Expert checks serious mistakes made with school security issues
Published 1:53 pm Tuesday, April 24, 2018
By THOMAS PRESTON
Guest columnist
Editor’s note: This is the second of four opinion columns from crisis management expert Thomas Preston, looking at how schools and their communities can take appropriate steps to prevent school shootings. Check back Thursday for part three.
A common-sense safe school model can be implemented quickly. Doing so requires only joint commitment by leaders who can carry out the mission within a brief timeline. This model is designed to prevent armed combat inside schools.
Initially, the cost might temporarily restrain those who must act affirmatively. However, as they weigh dire consequences of not adequately shielding students, faculty, administrators, other staff and visitors from active shooters or other would-be assailants, second thoughts should prevail.
The good news is how minimal funding is after first-year establishment of screening units connected to school buildings becomes the norm. In addition to stopping deadly violence before murderers attack interiorly, this model will assuage fear of sudden death, injury and associated traumas among all directly or indirectly affected. It will lead to a desired learning environment, which is not the case today:
• It demands a “can do” attitude from federal and state governments, from educational decision-makers and private sector advocates.
• It requires instant funding, which under most conditions, will circulate back into involved communities, therefore becoming an economic stimulant. Federal dollars are available through emergency appropriations just as emergency financing has been relied on during prior eras.
• It calls for modest additions to school entrances. Each contains formula-based ingress- and egress-controlled passageways, thus assuring protected interiors.
• It invites willing, dedicated adults who volunteer as trained monitors for a day or two each week at the magnetometer and X-ray viewing stations.
• It begins an overdue process of eliminating backpacks. Hiding weapons, drugs and other baneful items in backpacks should have been addressed long ago.
• It places additional law enforcement personnel in schools to supervise the overall security process.
As previously stated, without total interior access control, all else attempted on behalf of security within the confines of school buildings is flawed. Weapons, illegal drugs/opiates, explosives and more will easily slip into an unprotected, falsely described “safe haven.” This can’t be tolerated.
While examining this increasingly complex matter surrounding active shootings, especially in high schools, recent accounts show that between 2013 and last year, about one intended or accidental gun discharge each day took place somewhere in the United States.
In another study, this by the FBI for a period between 2000 and 2013, data collectors reportedly found approximately one quarter of all active shooter episodes in the U.S. happened in “educational environments.” And they were on the rise, a report writer stated.
In other words, warning signs are staring leaders directly in the face. Let’s quickly check three serious mistakes:
• Mistake No. 1: arming school personnel. Allowing anyone to carry a weapon on school property, other than professional law enforcement personnel, raises chances for senseless harm.
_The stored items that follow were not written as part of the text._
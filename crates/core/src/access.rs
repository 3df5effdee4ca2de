//! Repository access rules and write capabilities.
//!
//! [`AccessPolicy`] answers "may this user write here" from repository
//! ownership, collaborator grants and branch protection. A positive answer is
//! handed out as a [`WriteGrant`], which the reconciler and the contents API
//! require before they move any ref.

use std::sync::Arc;

use tracing::debug;

use crate::db::Database;
use crate::errors::DatabaseError;
use crate::models::{AccessMode, PullRequest, RepoRef, Repository, UpdateStrategy};

/// Proof that `actor` may advance `branch` of `repo`.
///
/// Only [`AccessPolicy`] can mint one.
#[derive(Debug, Clone, PartialEq, Eq)]
pub struct WriteGrant {
    actor: String,
    repo: RepoRef,
    branch: String,
    history_rewrite: bool,
}

impl WriteGrant {
    pub fn actor(&self) -> &str {
        &self.actor
    }

    pub fn repo(&self) -> &RepoRef {
        &self.repo
    }

    pub fn branch(&self) -> &str {
        &self.branch
    }

    /// The grant also covers replacing history (rebase).
    pub fn allows_history_rewrite(&self) -> bool {
        self.history_rewrite
    }

    /// Whether this grant covers a write of the given kind to `repo`/`branch`.
    pub fn covers(&self, repo: &RepoRef, branch: &str, rewrite: bool) -> bool {
        self.repo == *repo && self.branch == branch && (!rewrite || self.history_rewrite)
    }

    #[cfg(test)]
    pub(crate) fn for_tests(actor: &str, repo: &RepoRef, branch: &str, rewrite: bool) -> Self {
        Self {
            actor: actor.to_string(),
            repo: repo.clone(),
            branch: branch.to_string(),
            history_rewrite: rewrite,
        }
    }
}

/// Which update styles a user may apply to a pull request.
#[derive(Debug, Clone, Copy, Default, PartialEq, Eq, serde::Serialize)]
pub struct UpdatePermission {
    pub merge: bool,
    pub rebase: bool,
}

impl UpdatePermission {
    pub fn allows(&self, strategy: UpdateStrategy) -> bool {
        match strategy {
            UpdateStrategy::Merge => self.merge,
            UpdateStrategy::Rebase => self.rebase,
        }
    }
}

/// Access rules backed by the repository metadata database.
#[derive(Clone)]
pub struct AccessPolicy {
    db: Arc<Database>,
    allow_rebase_update: bool,
    site_admin: Option<String>,
}

impl AccessPolicy {
    pub fn new(db: Arc<Database>, allow_rebase_update: bool) -> Self {
        Self {
            db,
            allow_rebase_update,
            site_admin: None,
        }
    }

    /// Treat `username` as an administrator of every repository.
    pub fn with_site_admin(mut self, username: &str) -> Self {
        self.site_admin = Some(username.to_string());
        self
    }

    /// Effective access mode of `actor` on `repo`.
    ///
    /// Repositories are world-readable, so anonymous callers get `Read`.
    pub fn access_mode(
        &self,
        actor: Option<&str>,
        repo: &Repository,
    ) -> Result<AccessMode, DatabaseError> {
        let Some(actor) = actor else {
            return Ok(AccessMode::Read);
        };
        if actor == repo.owner || self.site_admin.as_deref() == Some(actor) {
            return Ok(AccessMode::Admin);
        }
        let granted = self.db.get_collaborator_mode(repo.id, actor)?;
        Ok(granted.unwrap_or(AccessMode::Read).max(AccessMode::Read))
    }

    pub fn can_write(&self, actor: &str, repo: &Repository) -> Result<bool, DatabaseError> {
        Ok(self.access_mode(Some(actor), repo)? >= AccessMode::Write)
    }

    pub fn is_admin(&self, actor: &str, repo: &Repository) -> Result<bool, DatabaseError> {
        Ok(self.access_mode(Some(actor), repo)? >= AccessMode::Admin)
    }

    /// Branch protection allows pushing new commits.
    fn branch_accepts_push(&self, repo: &Repository, branch: &str) -> Result<bool, DatabaseError> {
        Ok(self
            .db
            .get_protected_branch(repo.id, branch)?
            .map_or(true, |rule| rule.allow_push))
    }

    /// Branch protection allows rewriting history.
    fn branch_accepts_force_push(
        &self,
        repo: &Repository,
        branch: &str,
    ) -> Result<bool, DatabaseError> {
        Ok(self
            .db
            .get_protected_branch(repo.id, branch)?
            .map_or(true, |rule| rule.allow_force_push))
    }

    /// Grant a plain (non-rewriting) write to `branch` of `repo`.
    pub fn grant_branch_write(
        &self,
        actor: &str,
        repo: &Repository,
        branch: &str,
    ) -> Result<Option<WriteGrant>, DatabaseError> {
        if !self.can_write(actor, repo)? || !self.branch_accepts_push(repo, branch)? {
            return Ok(None);
        }
        Ok(Some(WriteGrant {
            actor: actor.to_string(),
            repo: repo.repo_ref(),
            branch: branch.to_string(),
            history_rewrite: false,
        }))
    }

    /// Which update styles `actor` may apply to `pr`.
    ///
    /// Merge needs push rights on the head branch: write access to the head
    /// repository, or write access to the base repository when the pull
    /// request allows maintainer edits. Rebase additionally needs the head
    /// branch to accept force pushes and rebase updates to be enabled.
    pub fn update_permission(
        &self,
        pr: &PullRequest,
        actor: &str,
        head_repo: &Repository,
        base_repo: &Repository,
    ) -> Result<UpdatePermission, DatabaseError> {
        let mut can_push = self.can_write(actor, head_repo)?;
        if !can_push && pr.allow_maintainer_edit {
            can_push = self.can_write(actor, base_repo)?;
        }
        if !can_push || !self.branch_accepts_push(head_repo, &pr.head_branch)? {
            debug!(actor, head = %pr.head, branch = %pr.head_branch, "update not permitted");
            return Ok(UpdatePermission::default());
        }
        let rebase = self.allow_rebase_update
            && self.branch_accepts_force_push(head_repo, &pr.head_branch)?;
        Ok(UpdatePermission {
            merge: true,
            rebase,
        })
    }

    /// Grant the write needed to update `pr` with `strategy`, if permitted.
    pub fn grant_update(
        &self,
        pr: &PullRequest,
        actor: &str,
        strategy: UpdateStrategy,
        head_repo: &Repository,
        base_repo: &Repository,
    ) -> Result<Option<WriteGrant>, DatabaseError> {
        let permission = self.update_permission(pr, actor, head_repo, base_repo)?;
        if !permission.allows(strategy) {
            return Ok(None);
        }
        Ok(Some(WriteGrant {
            actor: actor.to_string(),
            repo: head_repo.repo_ref(),
            branch: pr.head_branch.clone(),
            history_rewrite: strategy == UpdateStrategy::Rebase,
        }))
    }

    /// Grant the base-branch write needed to merge `pr`, if permitted.
    pub fn grant_merge(
        &self,
        pr: &PullRequest,
        actor: &str,
        base_repo: &Repository,
    ) -> Result<Option<WriteGrant>, DatabaseError> {
        self.grant_branch_write(actor, base_repo, &pr.base_branch)
    }
}

#[cfg(test)]
mod tests {
    use super::*;
    use crate::models::{ProtectedBranch, PullRequestState};

    struct Fixture {
        db: Arc<Database>,
        base: Repository,
        fork: Repository,
    }

    fn fixture() -> Fixture {
        let db = Arc::new(Database::in_memory().unwrap());
        db.initialize().unwrap();
        let base_id = db.insert_repository("acme", "widgets", "main").unwrap();
        let fork_id = db.insert_repository("carol", "widgets", "main").unwrap();
        Fixture {
            base: db.get_repository_by_id(base_id).unwrap(),
            fork: db.get_repository_by_id(fork_id).unwrap(),
            db,
        }
    }

    fn fork_pr(f: &Fixture, allow_maintainer_edit: bool) -> PullRequest {
        PullRequest {
            id: 1,
            index: 1,
            base_repo_id: f.base.id,
            base: f.base.repo_ref(),
            base_branch: "main".into(),
            head_repo_id: f.fork.id,
            head: f.fork.repo_ref(),
            head_branch: "feature".into(),
            title: "t".into(),
            poster: "carol".into(),
            state: PullRequestState::Open,
            allow_maintainer_edit,
            merged_commit: None,
            merged_by: None,
            created_at: String::new(),
            updated_at: String::new(),
        }
    }

    #[test]
    fn test_owner_is_admin_and_anonymous_reads() {
        let f = fixture();
        let policy = AccessPolicy::new(f.db.clone(), true);
        assert_eq!(policy.access_mode(Some("acme"), &f.base).unwrap(), AccessMode::Admin);
        assert_eq!(policy.access_mode(None, &f.base).unwrap(), AccessMode::Read);
        assert_eq!(policy.access_mode(Some("zed"), &f.base).unwrap(), AccessMode::Read);

        let policy = policy.with_site_admin("root");
        assert!(policy.is_admin("root", &f.base).unwrap());
    }

    #[test]
    fn test_head_owner_may_merge_and_rebase() {
        let f = fixture();
        let policy = AccessPolicy::new(f.db.clone(), true);
        let pr = fork_pr(&f, false);
        let perm = policy.update_permission(&pr, "carol", &f.fork, &f.base).unwrap();
        assert_eq!(perm, UpdatePermission { merge: true, rebase: true });
    }

    #[test]
    fn test_base_maintainer_needs_maintainer_edit() {
        let f = fixture();
        f.db.set_collaborator(f.base.id, "mia", AccessMode::Write).unwrap();
        let policy = AccessPolicy::new(f.db.clone(), true);

        let closed = fork_pr(&f, false);
        assert!(!policy
            .update_permission(&closed, "mia", &f.fork, &f.base)
            .unwrap()
            .merge);

        let open = fork_pr(&f, true);
        let grant = policy
            .grant_update(&open, "mia", UpdateStrategy::Merge, &f.fork, &f.base)
            .unwrap()
            .unwrap();
        assert!(grant.covers(&f.fork.repo_ref(), "feature", false));
        assert!(!grant.covers(&f.fork.repo_ref(), "feature", true));
    }

    #[test]
    fn test_reader_is_denied() {
        let f = fixture();
        f.db.set_collaborator(f.fork.id, "rita", AccessMode::Read).unwrap();
        let policy = AccessPolicy::new(f.db.clone(), true);
        let pr = fork_pr(&f, true);
        assert!(policy
            .grant_update(&pr, "rita", UpdateStrategy::Merge, &f.fork, &f.base)
            .unwrap()
            .is_none());
    }

    #[test]
    fn test_protection_limits_update_styles() {
        let f = fixture();
        let policy = AccessPolicy::new(f.db.clone(), true);
        let pr = fork_pr(&f, false);

        f.db.upsert_protected_branch(&ProtectedBranch {
            repo_id: f.fork.id,
            branch: "feature".into(),
            allow_push: true,
            allow_force_push: false,
        })
        .unwrap();
        let perm = policy.update_permission(&pr, "carol", &f.fork, &f.base).unwrap();
        assert_eq!(perm, UpdatePermission { merge: true, rebase: false });

        f.db.upsert_protected_branch(&ProtectedBranch {
            repo_id: f.fork.id,
            branch: "feature".into(),
            allow_push: false,
            allow_force_push: false,
        })
        .unwrap();
        let perm = policy.update_permission(&pr, "carol", &f.fork, &f.base).unwrap();
        assert_eq!(perm, UpdatePermission::default());
    }

    #[test]
    fn test_rebase_update_can_be_disabled() {
        let f = fixture();
        let policy = AccessPolicy::new(f.db.clone(), false);
        let pr = fork_pr(&f, false);
        let perm = policy.update_permission(&pr, "carol", &f.fork, &f.base).unwrap();
        assert!(perm.merge);
        assert!(!perm.rebase);
    }

    #[test]
    fn test_merge_grant_targets_base_branch() {
        let f = fixture();
        let policy = AccessPolicy::new(f.db.clone(), true);
        let pr = fork_pr(&f, false);
        assert!(policy.grant_merge(&pr, "carol", &f.base).unwrap().is_none());
        let grant = policy.grant_merge(&pr, "acme", &f.base).unwrap().unwrap();
        assert_eq!(grant.branch(), "main");
        assert_eq!(grant.repo(), &f.base.repo_ref());
        assert!(!grant.allows_history_rewrite());
    }
}
//! Typed query helpers for every table in the prforge database.

use chrono::Utc;
use rusqlite::{params, OptionalExtension, Row};
use tracing::debug;
use uuid::Uuid;

use super::Database;
use crate::errors::DatabaseError;
use crate::models::{
    self, AccessMode, ProtectedBranch, PullRequest, PullRequestState, RepoRef, Repository,
};

// ---------------------------------------------------------------------------
// Domain structs returned by queries
// ---------------------------------------------------------------------------

/// A row from the `audit_log` table.
#[derive(Debug, Clone, serde::Serialize)]
pub struct AuditLogEntry {
    pub id: i64,
    pub action: String,
    pub actor: Option<String>,
    pub repo: Option<String>,
    pub details: Option<String>,
    pub success: bool,
    pub created_at: String,
}

/// A row from the `conflicts` table.
#[derive(Debug, Clone, serde::Serialize)]
pub struct ConflictEntry {
    pub id: String,
    pub pull_id: i64,
    pub strategy: String,
    pub commit_sha: Option<String>,
    pub file_path: String,
    pub base_content: Option<String>,
    pub ours_content: Option<String>,
    pub theirs_content: Option<String>,
    pub merged_preview: Option<String>,
    pub region_count: i64,
    pub created_at: String,
}

/// A row from the `access_tokens` table (the hash never leaves the database).
#[derive(Debug, Clone, serde::Serialize)]
pub struct AccessTokenEntry {
    pub id: i64,
    pub username: String,
    pub name: String,
    pub created_at: String,
    pub last_used_at: Option<String>,
}

/// A row from the `collaborators` table.
#[derive(Debug, Clone, serde::Serialize)]
pub struct CollaboratorEntry {
    pub username: String,
    pub mode: AccessMode,
}

const PULL_SELECT: &str = "SELECT p.id, p.pr_index, p.base_repo_id, b.owner, b.name, p.base_branch,
        p.head_repo_id, h.owner, h.name, p.head_branch, p.title, p.poster, p.state,
        p.allow_maintainer_edit, p.merged_commit, p.merged_by, p.created_at, p.updated_at
     FROM pull_requests p
     JOIN repositories b ON b.id = p.base_repo_id
     JOIN repositories h ON h.id = p.head_repo_id";

fn pull_from_row(row: &Row<'_>) -> rusqlite::Result<PullRequest> {
    let state: String = row.get(12)?;
    Ok(PullRequest {
        id: row.get(0)?,
        index: row.get(1)?,
        base_repo_id: row.get(2)?,
        base: RepoRef::new(row.get::<_, String>(3)?, row.get::<_, String>(4)?),
        base_branch: row.get(5)?,
        head_repo_id: row.get(6)?,
        head: RepoRef::new(row.get::<_, String>(7)?, row.get::<_, String>(8)?),
        head_branch: row.get(9)?,
        title: row.get(10)?,
        poster: row.get(11)?,
        state: PullRequestState::from_str_val(&state),
        allow_maintainer_edit: row.get(13)?,
        merged_commit: row.get(14)?,
        merged_by: row.get(15)?,
        created_at: row.get(16)?,
        updated_at: row.get(17)?,
    })
}

fn repository_from_row(row: &Row<'_>) -> rusqlite::Result<Repository> {
    Ok(Repository {
        id: row.get(0)?,
        owner: row.get(1)?,
        name: row.get(2)?,
        default_branch: row.get(3)?,
        created_at: row.get(4)?,
    })
}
Example: A few weeks ago, a high school teacher accidentally discharged a pistol while foolishly conducting a justice administration course.
Teachers must not become pawns for additional duty as armed guards. Interviews indicate that few educators want to be in such a situation. Few adults, even those from the military, have been tested in an actual gun battle against an irate adversary intent upon slaughter.
As a gun owner practically my entire life, a veteran who relied on a variety of weapons, I support the Second Amendment, though not to the extreme of some. I fully endorse the premise of self-protection and need in assisting vulnerable people. Yet, only with constant training and daily field experience would I belong in a school as an armed resource officer.
• Mistake No. 2: showing negativity. The major responsibility for all elementary and secondary school officials is providing the safest possible environment.
Postulating limp excuses not to immediately construct a simple screening addition at school entrances has no merit. The U.S. House and Senate along with state legislative bodies can and should allocate financial resources without delay, thus creating access barriers to all types of weapons and other harmful items. The portal concept is a one-time expense except for minor reserves to upgrade equipment and maintain small yet efficient passageways for ingress and egress.
• Mistake No. 3: complaining about affordability. Hogwash. Check, for instance, federal records, especially those of the National Science Foundation. This agency spent $1.5 million of our tax dollars to put a mudskipper fish on a treadmill, testing its flopping speed.
NSF also spent $150,000 trying to figure out why politics stress us out. You can find waste a-plenty. Here are a couple of the other countless examples: $2.5 million for a Super Bowl commercial by the Census Bureau that was rated the worst TV spot among all aired; and $15 million to train Kenyan farmers how to use Facebook.
Thomas Preston has 60 years of experience with acute crisis prevention, response and resolution, ranging from secret global counterterrorism missions as a U.S. Army officer to state and federal protective roles and being appointed Homeland Security Chief for Kentucky. He now runs Preston Global, a consulting firm specializing in crisis prevention, response and communication.